Budget negotiations are set to heat up after Congress’s August recess. Some Republicans are planning to use the power of the purse to combat “woke” policies with new budget riders, while the left is taking aim at “legacy riders”—including those that have long limited funding for abortion-related activities at home and abroad. One of those legacy riders includes language originally championed by the man who now occupies the White House. The “Biden Amendment” has long limited abortion-related spending abroad, but its future is uncertain—especially as its namesake continues a long march away from his earlier anti-abortion positions.

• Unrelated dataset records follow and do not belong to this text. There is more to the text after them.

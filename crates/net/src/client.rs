//! HTTP client wrapper
//!
//! There is no retry loop here: transport failures are surfaced
//! to the caller, who decides whether to try again.

use crate::options::FetchOptions;
use distsign_config::NetworkConfig;
use distsign_errors::{Error, FetchError};
use reqwest::{Client, Response};
use std::time::Duration;
use tracing::debug;
use url::Url;

/// Network client configuration
#[derive(Debug, Clone)]
pub struct NetConfig {
    /// Longest wait for the next read; the whole transfer is bounded only
    /// by [`FetchOptions`]
    pub read_timeout: Duration,
    pub connect_timeout: Duration,
    pub pool_idle_timeout: Duration,
    pub pool_max_idle_per_host: usize,
    pub user_agent: String,
}

impl Default for NetConfig {
    fn default() -> Self {
        Self::from(&NetworkConfig::default())
    }
}

impl From<&NetworkConfig> for NetConfig {
    fn from(config: &NetworkConfig) -> Self {
        Self {
            read_timeout: config.timeout(),
            connect_timeout: config.connect_timeout(),
            pool_idle_timeout: config.pool_idle_timeout(),
            pool_max_idle_per_host: 4,
            user_agent: config.user_agent.clone(),
        }
    }
}

/// HTTP client shared by every fetch; cheap to clone
#[derive(Debug, Clone)]
pub struct NetClient {
    client: Client,
}

impl NetClient {
    /// Create a new network client
    ///
    /// # Errors
    ///
    /// Returns an error if the underlying reqwest client fails to initialize.
    pub fn new(config: &NetConfig) -> Result<Self, Error> {
        let client = Client::builder()
            .read_timeout(config.read_timeout)
            .connect_timeout(config.connect_timeout)
            .pool_idle_timeout(config.pool_idle_timeout)
            .pool_max_idle_per_host(config.pool_max_idle_per_host)
            .user_agent(&config.user_agent)
            .build()
            .map_err(|e| Error::internal(format!("failed to build HTTP client: {e}")))?;

        Ok(Self { client })
    }

    /// Create with default configuration
    ///
    /// # Errors
    ///
    /// Returns an error if the HTTP client cannot be created with default settings.
    pub fn with_defaults() -> Result<Self, Error> {
        Self::new(&NetConfig::default())
    }

    /// Execute a GET request and require a success status.
    ///
    /// The request is bounded by the deadline and cancellation token in
    /// `options`; the body is not read.
    ///
    /// # Errors
    ///
    /// Returns an error if the URL is invalid, the request fails, the
    /// deadline passes, the fetch is cancelled, or the server answers with
    /// a non-success status.
    pub async fn get(&self, url: &str, options: &FetchOptions) -> Result<Response, Error> {
        let parsed = parse_url(url)?;
        debug!(url, "GET");

        let response = options
            .run(url, self.client.get(parsed).send())
            .await?
            .map_err(|e| request_error(url, &e))?;

        let status = response.status();
        if !status.is_success() {
            return Err(FetchError::HttpStatus {
                url: url.to_string(),
                status: status.as_u16(),
                message: status.to_string(),
            }
            .into());
        }

        Ok(response)
    }
}

/// Parse a URL and check for supported protocols
///
/// # Errors
///
/// Returns an error if the string is not a valid absolute http(s) URL.
pub fn parse_url(url: &str) -> Result<Url, Error> {
    let parsed = Url::parse(url).map_err(|e| FetchError::InvalidUrl(format!("{url}: {e}")))?;

    match parsed.scheme() {
        "http" | "https" => Ok(parsed),
        scheme => Err(FetchError::InvalidUrl(format!("{url}: unsupported scheme {scheme}")).into()),
    }
}

/// Map a reqwest failure onto the fetch taxonomy
pub(crate) fn request_error(url: &str, error: &reqwest::Error) -> Error {
    if error.is_timeout() {
        FetchError::Timeout {
            url: url.to_string(),
        }
        .into()
    } else if error.is_connect() {
        FetchError::Connect {
            url: url.to_string(),
            message: error.to_string(),
        }
        .into()
    } else {
        FetchError::Transport {
            url: url.to_string(),
            message: error.to_string(),
        }
        .into()
    }
}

In 1981, a young Sen. Joe Biden used his perch on the Foreign Relations Committee to insert wording into a permanent statute governing foreign assistance spending. The Biden Amendment prevents foreign assistance dollars from “pay[ing] for any biomedical research which relates, in whole or in part, to methods of, or the performance of, abortions or involuntary sterilization as a means of family planning.” In short, it bars funding for the building of better baby traps overseas. This was hardly a fanciful notion in 1981, when a much poorer China was implementing its brutal “one-child policy.” Belt and suspenders style, the words of the Biden Amendment have also long been part of the standard package of riders included in presidential budget proposals and approved by Congress.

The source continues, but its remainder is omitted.